Python CSS Selector BeautifulSoup

I built a very basic scraper by looking at Airbnb listings. The goal is to navigate through this site (i.e. this one ).

first_page = BeautifulSoup(requests.get("https://www.airbnb.com/s/Copenhagen--Denmark/homes?allow_override%5B%5D=&s_tag=kHqeQTpz&section_offset=1").text, 'html.parser')
listings = first_page.find_all('div', 'listing-card-wrapper')
for listing in listings:
    print(listing.select("#listing-15616363 > div.infoContainer_v72lrv > a > div.ellipsized_1iurgbx > div > span:nth-child(1) > span:nth-child(1)"))

      

The code passes through 18 elements on the page correctly. However, it prints 18 empty arrays indicating that listing.select is not working. I got the CSS tag from the select function of the copy of Chrome Dev tools.

+3


source to share


2 answers


This has to do with what listing-15616363

each listing applies to (note the format listing-{listing_id}

) and therefore there is no class that has id = 'listing-15616363'

among your looped lists.

For example, if you want to get the url, you can do something like this:

listing.find('a', class_ = "linkContainer_55zci1")['href']

      

Alternatively, you can use python lxml , which is an order of magnitude faster than BeautifulSoup (if used correctly), something like this:



import requests
from lxml import html

url = "https://www.airbnb.com/s/Copenhagen--Denmark/homes?allow_override%5B%5D=&s_tag=kHqeQTpz&section_offset=1"

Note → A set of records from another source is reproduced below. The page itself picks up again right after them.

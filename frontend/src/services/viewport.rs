//! Scroll-into-view detection using `IntersectionObserver`.

use wasm_bindgen::prelude::*;
use wasm_bindgen::JsCast;
use web_sys::{Element, IntersectionObserver, IntersectionObserverEntry, IntersectionObserverInit};

use crate::{AppError, AppResult, IN_VIEW_ROOT_MARGIN, IN_VIEW_THRESHOLD};

/// Call `on_change` whenever `target` enters or leaves the viewport.
///
/// With `once`, only the first entry is reported and the target is then
/// unobserved. The observer lives for the rest of the page.
pub fn observe_in_view(
    target: &Element,
    once: bool,
    on_change: impl Fn(bool) + 'static,
) -> AppResult<()> {
    let callback = Closure::wrap(Box::new(
        move |entries: js_sys::Array, observer: IntersectionObserver| {
            for entry in entries.iter() {
                let entry: IntersectionObserverEntry = entry.unchecked_into();
                let inside = entry.is_intersecting();

                if inside || !once {
                    on_change(inside);
                }
                if inside && once {
                    observer.unobserve(&entry.target());
                }
            }
        },
    ) as Box<dyn FnMut(js_sys::Array, IntersectionObserver)>);

    let options = IntersectionObserverInit::new();
    options.set_threshold(&JsValue::from_f64(IN_VIEW_THRESHOLD));
    options.set_root_margin(IN_VIEW_ROOT_MARGIN);

    let observer =
        IntersectionObserver::new_with_options(callback.as_ref().unchecked_ref(), &options)
            .map_err(|e| AppError::Browser(format!("IntersectionObserver failed: {:?}", e)))?;
    observer.observe(target);

    // The browser keeps the observer alive while it has targets; the
    // callback has to outlive this function for the same period.
    callback.forget();
    Ok(())
}
//! Recursive-descent parser for Mini-Lang.
//!
//! Consumes the token stream produced by the lexer and builds a `Program`.
//! One parse function per precedence level; the first syntactic error
//! aborts parsing.

use crate::ast::*;
use crate::diagnostics::Diagnostic;
use crate::token::{Token, TokenType};
use crate::types::Type;

// ---------------------------------------------------------------------------
// Public entry point
// ---------------------------------------------------------------------------

/// Parse a token stream (which must end in `Eof`) into a `Program`.
pub fn parse(tokens: &[Token]) -> Result<Program, Diagnostic> {
    let mut parser = Parser::new(tokens);
    parser.parse_program()
}

// ---------------------------------------------------------------------------
// Parser
// ---------------------------------------------------------------------------

struct Parser<'a> {
    tokens: &'a [Token],
    pos: usize,
}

response = requests.get(url)
root = html.fromstring(response.content)
result_list = []

def remove_non_ascii(text) :
    return ''.join([i if ord(i) < 128 else '' for i in text])

currency = root.xpath('//div[@itemprop="offers"]/meta[@itemprop="priceCurrency"]/@content')[0].strip()

for row in root.xpath('//div[contains(@class, "listing-card-wrapper")]') : 
    if row :
        url = row.xpath('.//a[@class="linkContainer_55zci1"]/@href')[0].strip()
        title = row.xpath('.//div[@class="ellipsized_1iurgbx"]/span/text()')[0].strip()
        price = remove_non_ascii(row.xpath('.//div[@class="inline_g86r3e"]/span//text()')[0].strip())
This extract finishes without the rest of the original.